We'll try to get more answers, Katie. In her earlier interview, Kuhn had told us: "We have seventy big plows, which cover the main streets, and we have 36 residential plows — four-by-four pickups with plows that we deploy when we do the residential program. The seventy plows run regularly on the main streets in the larger snow event. We have enough drivers to put out all seventy of them."
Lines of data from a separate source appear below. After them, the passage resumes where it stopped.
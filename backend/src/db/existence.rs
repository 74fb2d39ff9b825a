//! Existence checks run before dependent writes.
//!
//! Each check is its own round trip, so a concurrent delete can still slip
//! between a check and the write it guards. The schema's foreign keys catch
//! that case and surface it as [`AppError::Constraint`].

use async_trait::async_trait;
use sqlx::Row;

use super::Repository;
use crate::errors::AppError;

/// A reference to a row, by the only (table, column) pairs the API checks.
#[derive(Debug, Clone, Copy, PartialEq, Eq)]
pub enum Lookup<'a> {
    TopicSlug(&'a str),
    Username(&'a str),
    ArticleId(i64),
    CommentId(i64),
}

impl Lookup<'_> {
    pub fn table(&self) -> &'static str {
        match self {
            Lookup::TopicSlug(_) => "topics",
            Lookup::Username(_) => "users",
            Lookup::ArticleId(_) => "articles",
            Lookup::CommentId(_) => "comments",
        }
    }

    pub fn column(&self) -> &'static str {
        match self {
            Lookup::TopicSlug(_) => "slug",
            Lookup::Username(_) => "username",
            Lookup::ArticleId(_) => "article_id",
            Lookup::CommentId(_) => "comment_id",
        }
    }
}

/// Confirms whether a referenced row is present.
#[async_trait]
pub trait ExistenceCheck: Send + Sync {
    async fn exists(&self, lookup: Lookup<'_>) -> Result<bool, AppError>;

    async fn not_exists(&self, lookup: Lookup<'_>) -> Result<bool, AppError> {
        Ok(!self.exists(lookup).await?)
    }
}

/// Fail with `err` unless the row exists.
pub async fn require_exists<C>(checker: &C, lookup: Lookup<'_>, err: AppError) -> Result<(), AppError>
where
    C: ExistenceCheck + ?Sized,
{
    if checker.exists(lookup).await? {
        Ok(())
    } else {
        tracing::debug!(table = lookup.table(), "Referenced row missing");
        Err(err)
    }
}

/// Fail with `err` if the row already exists.
pub async fn require_absent<C>(checker: &C, lookup: Lookup<'_>, err: AppError) -> Result<(), AppError>
where
    C: ExistenceCheck + ?Sized,
{
    if checker.not_exists(lookup).await? {
        Ok(())
    } else {
        tracing::debug!(table = lookup.table(), "Row already present");
        Err(err)
    }
}

#[async_trait]
impl ExistenceCheck for Repository {
    async fn exists(&self, lookup: Lookup<'_>) -> Result<bool, AppError> {
        // Table and column come from the closed `Lookup` enum, never from input.
        let sql = format!(
            "SELECT EXISTS(SELECT 1 FROM {} WHERE {} = ?) AS found",
            lookup.table(),
            lookup.column()
        );
        let query = sqlx::query(&sql);
        let query = match lookup {
            Lookup::TopicSlug(value) | Lookup::Username(value) => query.bind(value),
            Lookup::ArticleId(id) | Lookup::CommentId(id) => query.bind(id),
        };
        let row = query.fetch_one(self.pool()).await?;
        let found: i64 = row.try_get("found")?;
        Ok(found != 0)
    }
}

/// In-memory double used by validation and listing tests.
#[cfg(test)]
pub mod stub {
    use std::sync::atomic::{AtomicUsize, Ordering};

    use async_trait::async_trait;

    use super::{ExistenceCheck, Lookup};
    use crate::errors::AppError;

    #[derive(Debug, Default)]
    pub struct StubChecker {
        pub topics: Vec<String>,
        pub users: Vec<String>,
        pub articles: Vec<i64>,
        pub comments: Vec<i64>,
        calls: AtomicUsize,
    }

    impl StubChecker {
        /// Mirrors the shape of the seeded test data.
        pub fn seeded() -> Self {
            Self {
                topics: vec!["mitch".into(), "cats".into(), "paper".into()],
                users: vec!["butter_bridge".into(), "icellusedkars".into()],
                articles: (1..=12).collect(),
                comments: (1..=18).collect(),
                calls: AtomicUsize::new(0),
            }
        }

        pub fn calls(&self) -> usize {
            self.calls.load(Ordering::SeqCst)
        }
    }

    #[async_trait]
    impl ExistenceCheck for StubChecker {
        async fn exists(&self, lookup: Lookup<'_>) -> Result<bool, AppError> {
            self.calls.fetch_add(1, Ordering::SeqCst);
            Ok(match lookup {
                Lookup::TopicSlug(slug) => self.topics.iter().any(|t| t == slug),
                Lookup::Username(name) => self.users.iter().any(|u| u == name),
                Lookup::ArticleId(id) => self.articles.contains(&id),
                Lookup::CommentId(id) => self.comments.contains(&id),
            })
        }
    }
}

#[cfg(test)]
mod tests {
    use super::stub::StubChecker;
    use super::*;

    #[test]
    fn test_lookup_targets() {
        assert_eq!(Lookup::TopicSlug("cats").table(), "topics");
        assert_eq!(Lookup::TopicSlug("cats").column(), "slug");
        assert_eq!(Lookup::Username("lurker").table(), "users");
        assert_eq!(Lookup::ArticleId(1).column(), "article_id");
        assert_eq!(Lookup::CommentId(1).table(), "comments");
    }

    #[tokio::test]
    async fn test_require_exists_and_absent() {
        let checker = StubChecker::seeded();

        assert!(require_exists(
            &checker,
            Lookup::TopicSlug("cats"),
            AppError::bad_request("topic does not exist")
        )
        .await
        .is_ok());

        let err = require_exists(
            &checker,
            Lookup::TopicSlug("dogs"),
            AppError::bad_request("topic does not exist"),
        )
        .await
        .unwrap_err();
        assert_eq!(err.client_message(), "topic does not exist");

        let err = require_absent(
            &checker,
            Lookup::TopicSlug("cats"),
            AppError::bad_request("slug already exists!"),
        )
        .await
        .unwrap_err();
        assert_eq!(err.client_message(), "slug already exists!");

        assert_eq!(checker.calls(), 3);
    }
}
As for what qualifies as a main street, Kuhn said: "We like to describe the main streets as most streets with stripes. If you see a street with a stripe down the center, that's what we consider a main street. It's usually a mix of arterial roadways — those larger roads, like Broadway, Lincoln, Alameda — and what we call collector streets, which connect to the arterials. And residential streets are streets without stripes. If you're driving down a street and there's no stripe, that's considered a residential street in our program."
At the moment, though, many city streets are still so covered with snow and ice that you can't see whether they have a stripe.
The mess reminds Denver City Councilwoman Susan Barnes-Gelt of another major snow event. She writes:
Failure to clear the streets during a May 1983 snowstorm resulted in Mayor Bill McNichols’ failure to make the run-off. The condition of Denver streets following this anticipated late-November snow-pocolypse is more-of-the-same from very lame Michael Hancock.